Arrancada do seio de sua classe, imbuída da mentalidade de capitão do mato, a ignorância traveste-se de maldade! Entrega seus filhos à maldade a quem [a ignorância] serve contra seus próprios interesses. Em sua amizade com a maldade, a ignorância mata sua própria gente!! Os índios, os negos, as mulheres, os jovens, as meninas, os homens das favelas do Rio, Rafael Braga, Marielle e Anderson que o digam!! Têm muito o que dizer!

Esta ignorância nos apavora... Mas criou-se ali no quintal de casa... Na troça com que levamos o que devia ser recusado e condenado...

 

Ignorância, definitivamente, só pode ser explicada! Não pode explicar!! É bruta!! Mas tem passado! Inclusive aquele que nos recusamos a encarar...

Valorizaram a diversidade, considerando todas as formações válidas!!! Esta foi a grande reivindicação feita por um segmento importante de educadores que dirigiram a educação pública. Defenderam: não existe ignorância, o saber é relativo! Todos tem algo a dizer! Como agora dizer que a ignorância (no seu ser diverso e relativo tão valorizado há poucos dias, ou a toda hora) é responsável por fortalecer a maldade com sua amizade? Por que, neste caso, e agora, a ignorância é importante? Quando a ciência foi jogada fora (tornada conhecimento de minorias); as macroteorias foram ridicularizadas e refutadas; o conhecimento relativizado a ponto de estar colocado no mesmo patamar das crendices, dos mitos, da religião (quando a religião foi convidada e eleita para assumir o Estado); a maldade da ignorância entronizada; a quem interessa agora que a ignorância (solitária e levada à amizade com a maldade) procure um seu nunca conhecido contraponto? Que contraponto é este que está sendo reivindicado contra a ignorância? Deixando de andar com a maldade, com quem a ignorância deveria andar?

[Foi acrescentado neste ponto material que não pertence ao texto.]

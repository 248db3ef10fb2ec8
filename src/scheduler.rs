//! Fixed-interval scheduler for the long-running `run` mode.

use futures::future::join_all;
use std::future::Future;
use std::sync::Arc;
use std::time::Duration;
use tokio::time::MissedTickBehavior;
use tracing::{debug, error, info, warn};

use crate::config::ScheduleConfig;
use crate::http::Transport;
use crate::tasks::{TaskName, TaskOutcome, TaskRunner};

/// Longest interval a job may have; larger configured values are clamped.
pub const MAX_INTERVAL: Duration = Duration::from_secs(365 * 24 * 60 * 60);

/// A task and how often to run it.
#[derive(Debug, Clone, Copy, PartialEq, Eq)]
pub struct Job {
  pub task: TaskName,
  pub every: Duration,
}

/// Jobs for every task with a non-zero interval.
pub fn jobs(config: &ScheduleConfig) -> Vec<Job> {
  let candidates = [
    (TaskName::RequestCurrentWeather, config.current_weather_mins.saturating_mul(60)),
    (TaskName::CurrentWeatherCount, config.current_weather_count_mins.saturating_mul(60)),
    (TaskName::RequestWeatherForecast, config.weather_forecast_hours.saturating_mul(3600)),
    (TaskName::WeatherForecastCount, config.forecast_count_mins.saturating_mul(60)),
  ];

  candidates
    .into_iter()
    .filter_map(|(task, secs)| {
      if secs == 0 {
        warn!(task = %task, "Interval is zero, task disabled");
        None
      } else {
        let every = Duration::from_secs(secs);
        if every > MAX_INTERVAL {
          warn!(task = %task, every_secs = secs, "Interval too long, clamping");
        }
        Some(Job {
          task,
          every: every.min(MAX_INTERVAL),
        })
      }
    })
    .collect()
}

/// Run every job on its interval until `shutdown` completes.
///
/// Each job runs on its own tokio task and awaits its outcome before the next
/// tick, so a task never overlaps with itself. Failed ticks are logged and the
/// loop continues.
pub async fn run<T, F>(runner: Arc<TaskRunner<T>>, jobs: Vec<Job>, shutdown: F)
where
  T: Transport + 'static,
  F: Future<Output = ()>,
{
  let handles: Vec<_> = jobs
    .into_iter()
    .map(|job| {
      info!(task = %job.task, every_secs = job.every.as_secs(), "Scheduling task");
      tokio::spawn(run_job(Arc::clone(&runner), job))
    })
    .collect();

  shutdown.await;
  info!("Shutting down scheduler");

  for handle in &handles {
    handle.abort();
  }
  join_all(handles).await;
}

async fn run_job<T: Transport>(runner: Arc<TaskRunner<T>>, job: Job) {
  let mut ticker = tokio::time::interval(job.every);
  ticker.set_missed_tick_behavior(MissedTickBehavior::Delay);

  loop {
    ticker.tick().await;
    debug!(task = %job.task, "Running scheduled task");

    match runner.run_once(job.task).await {
      TaskOutcome::Success { .. } => debug!(task = %job.task, "Task succeeded"),
      TaskOutcome::SoftFailure { reason } => {
        warn!(task = %job.task, reason = %reason, "Task produced no result")
      }
      TaskOutcome::FatalFailure { error } => {
        error!(task = %job.task, error = %error, "Task failed, waiting for next tick")
      }
    }
  }
}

A ignorância é a ausência de escolaridade? Falta de Universidade? De escola básica? O que definiu FHC – o príncipe da sociologia (o conhecimento esnobe que entroniza e silencia os poderes da riqueza e oprime os pobres)? Como o ex-operário era chamado?? Ignorante!! Não falava com correção a língua pátria!! Faltava-lhe a Universidade!! Mas muito conhecia das artes do poder de Estado (das artes da conciliação que lá põem um soberbo soberano)!! A ignorância é escolaridade rebaixada associada a uma confortável posição de classe e à malandragem que vai produzindo as Bestas? Mas não é a ignorância, aquela proclamada liberdade do tipo brasileiro de ser como ele culturalmente é, que leva às elites a sonharem com a educação dos filhos no estrangeiro e a moradia fora do Brasil, para descontaminar-se do “tipo” indesejado que “nós” (em extrema diversidade) somos?? Aquela que se vende (sem rodeios e disfarces) aos encantos do Império em decadência, entoando-lhe hinos?

 

Em tempo: sem chance de imputar esta conta à vaga e vasta (abstrata) "esquerda"! Justamente, foi a associação da ignorância com a maldade que apagou o segmento que defendeu teoria social cientificamente desenvolvida de caráter materialista e dialético, interessada pelas determinações objetivas, pela contradição da luta de interesses de classe divergentes, pelo movimento da luta de classes no tempo, pelas mudanças na correlação de forças. A maldade usou da ignorância e empurrou para o escanteio, o assédio e a tortura aqueles que defenderam esta formação.

Ignorância? Múltiplas são as tuas faces!! Verbete dos mais utilizados para "xingar" o presidente do diverso Brasil que o inclui, efetivamente, como criatura!! Utilizado também para xingar o povo que o elegeu (a ignorância que se aliou com a maldade)!! Estamos dizendo com todas as letras que esta "ignorância" não cabe!! Vamos ter que dizer como ultrapassar esta ignorância e convencê-la quanto às vantagens de apartar-se da maldade! O problema é que vamos ter que nos sustentar em tudo aquilo que foi negado à ignorância conhecer para dizer fora amizade da ignorância com a maldade! Fora maldade que produz a ignorância!!

Aí, é claro que a experiência de classe pesa muito!!

Mas um horizonte que ultrapasse os primeiros 15 anos do século 21 ajuda bastante!!